Tokayev is an ally of Russia but has refused to support Moscow’s war of aggression in Ukraine. The presence of a significant Russian community in northern Kazakhstan has fueled fears that the Kremlin may have imperial ambitions in the area.
What did the Pope say?
“I visit you in the course of the senseless and tragic war that broke out with the invasion of Ukraine, even as other conflicts and threats of conflict continue to endanger our time,” Pope Francis said.
“I have come to reiterate the plea of all those who cry out for peace, which is the essential path to development for our globalized world.”
The pope said he urged to step up diplomatic efforts to promote dialogue.
“Now is the time to stop intensifying rivalry and strengthening opposing blocs. We need leaders who, at the international level, can empower people to grow in mutual understanding and dialogue.”
The pope also reaffirmed that Russia is responsible for the war in Ukraine, something he had previously criticized for not doing when the Russian invasion began.
Traditionally, the Pope sends greetings to the capitals of the countries he flies over. However, his flight from Rome to the Kazakh capital Nur-Sultan avoided Russian airspace, meaning he didn’t send one to Russian President Vladimir Putin.
Why is the Pope in Kazakhstan?
Pope Francis visits Kazakhstan to participate in the Congress of Leaders of World and Traditional Religions, which begins Wednesday. About 100 delegations from about 50 countries are involved in the two-day meeting.

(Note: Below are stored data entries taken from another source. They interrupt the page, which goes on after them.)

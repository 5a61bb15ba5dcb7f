use actix_web::{http::StatusCode, test, web, App};
use notasbackend::server::configure;
use notasbackend::store::{SqliteStore, Store};
use serde_json::{json, Value};

fn store() -> web::Data<Store> {
    web::Data::new(Store::Sqlite(SqliteStore::open_in_memory().expect("sqlite en memoria")))
}

#[actix_web::test]
async fn test_registrar_y_consultar_notas() {
    let app = test::init_service(App::new().app_data(store()).configure(configure)).await;

    let req = test::TestRequest::post()
        .uri("/registrar")
        .set_json(json!({"nombre": "Fabricio", "apellido": "Mendoza", "correo": "fab@example.com", "genero": "M", "password": "x"}))
        .to_request();
    let body: Value = test::call_and_read_body_json(&app, req).await;
    assert_eq!(body["mensaje"], "Estudiante registrado exitosamente.");
    let id = body["data"]["id"].as_str().expect("id generado").to_string();

    let req = test::TestRequest::post()
        .uri("/registrar-materia")
        .set_json(json!({
            "uuid_estudiante": id, "nombre_materia": "politica",
            "parc_porc": 30, "asig_porc": 20, "portafolio_porc": 15, "semestral_porc": 35,
            "cant_parciales": 1, "cant_asignaciones": 2
        }))
        .to_request();
    let resp = test::call_service(&app, req).await;
    assert_eq!(resp.status(), StatusCode::OK);

    let req = test::TestRequest::post()
        .uri("/registrar-nota")
        .set_json(json!({"uuid_estudiante": id, "nombre_materia": "Politica", "nota": 91, "tipo_nota": "parcial"}))
        .to_request();
    let body: Value = test::call_and_read_body_json(&app, req).await;
    assert_eq!(body["data"]["notas_parciales"], json!([91.0]));

    let req = test::TestRequest::post()
        .uri("/registrar-nota")
        .set_json(json!({"uuid_estudiante": id, "nombre_materia": "Politica", "nota": 60, "tipo_nota": "parcial"}))
        .to_request();
    let resp = test::call_service(&app, req).await;
    assert_eq!(resp.status(), StatusCode::CONFLICT);
    let body: Value = test::read_body_json(resp).await;
    assert_eq!(body["codigo"], "capacity_exceeded");

    let req = test::TestRequest::post()
        .uri("/obtener-materias")
        .set_json(json!({"uuid_estudiante": id}))
        .to_request();
    let body: Value = test::call_and_read_body_json(&app, req).await;
    assert_eq!(body["data"], json!(["POLITICA"]));

    let req = test::TestRequest::post()
        .uri("/obtener-notas-por-materia")
        .set_json(json!({"uuid_estudiante": id, "nombre_materia": "POLITICA"}))
        .to_request();
    let body: Value = test::call_and_read_body_json(&app, req).await;
    assert_eq!(body["data"]["notas_parciales"], json!([91.0]));
    assert_eq!(body["data"]["resumen"]["parciales"]["banda"], "alto");
    assert_eq!(body["data"]["nota_final"], Value::Null);
}

#[actix_web::test]
async fn test_codigos_de_error() {
    let app = test::init_service(App::new().app_data(store()).configure(configure)).await;

    let req = test::TestRequest::post()
        .uri("/registrar-nota")
        .set_json(json!({"uuid_estudiante": "x", "nombre_materia": "Y", "nota": 50, "tipo_nota": "quiz"}))
        .to_request();
    let resp = test::call_service(&app, req).await;
    assert_eq!(resp.status(), StatusCode::BAD_REQUEST);

    let req = test::TestRequest::post()
        .uri("/registrar-nota")
        .set_json(json!({"uuid_estudiante": "x", "nombre_materia": "Y", "nota": 50, "tipo_nota": "final"}))
        .to_request();
    let resp = test::call_service(&app, req).await;
    assert_eq!(resp.status(), StatusCode::NOT_FOUND);

    let req = test::TestRequest::post()
        .uri("/obtener-notas-por-materia")
        .set_json(json!({"uuid_estudiante": "x"}))
        .to_request();
    let resp = test::call_service(&app, req).await;
    assert_eq!(resp.status(), StatusCode::BAD_REQUEST);
    let body: Value = test::read_body_json(resp).await;
    assert_eq!(body["codigo"], "validation");

    let req = test::TestRequest::post()
        .uri("/estudiantes")
        .set_json(json!({"id": 1, "nombre": "A", "apellido": "B", "correo": "malo"}))
        .to_request();
    let resp = test::call_service(&app, req).await;
    assert_eq!(resp.status(), StatusCode::BAD_REQUEST);
}

#[actix_web::test]
async fn test_health_y_help() {
    let app = test::init_service(App::new().app_data(store()).configure(configure)).await;

    let req = test::TestRequest::get().uri("/health").to_request();
    let body: Value = test::call_and_read_body_json(&app, req).await;
    assert_eq!(body, json!({"status": "ok", "store": "sqlite"}));

    let req = test::TestRequest::get().uri("/help").to_request();
    let body: Value = test::call_and_read_body_json(&app, req).await;
    assert_eq!(body["tipos_nota"], json!(["PARCIAL", "ASIGNACION", "SEMESTRAL", "PORTAFOLIO", "FINAL"]));
    assert!(body["registrar_example"].get("password").is_none());
}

The Vatican had hoped the event would allow a meeting between the pope and Russian Orthodox Patriarch Kirill of Moscow, a staunch defender of Russia’s war in Ukraine.
However, that won’t happen after the Russian religious leader has waived the trip to Kazakhstan.
Kazakhstan, with a population of some 19 million, is home to a small community of approximately 125,000 Catholics. About 70% of Kazakhs are Muslim while about 26% are Orthodox Christians.
A simultaneous visit to Kazakhstan by Chinese President Xi Jinping has sparked speculation about a possible historic meeting between the two, although there was no indication that it would take place.
The pope has brushed aside talk that he is considering stepping down due to health problems, including a bad knee that requires frequent wheelchair use.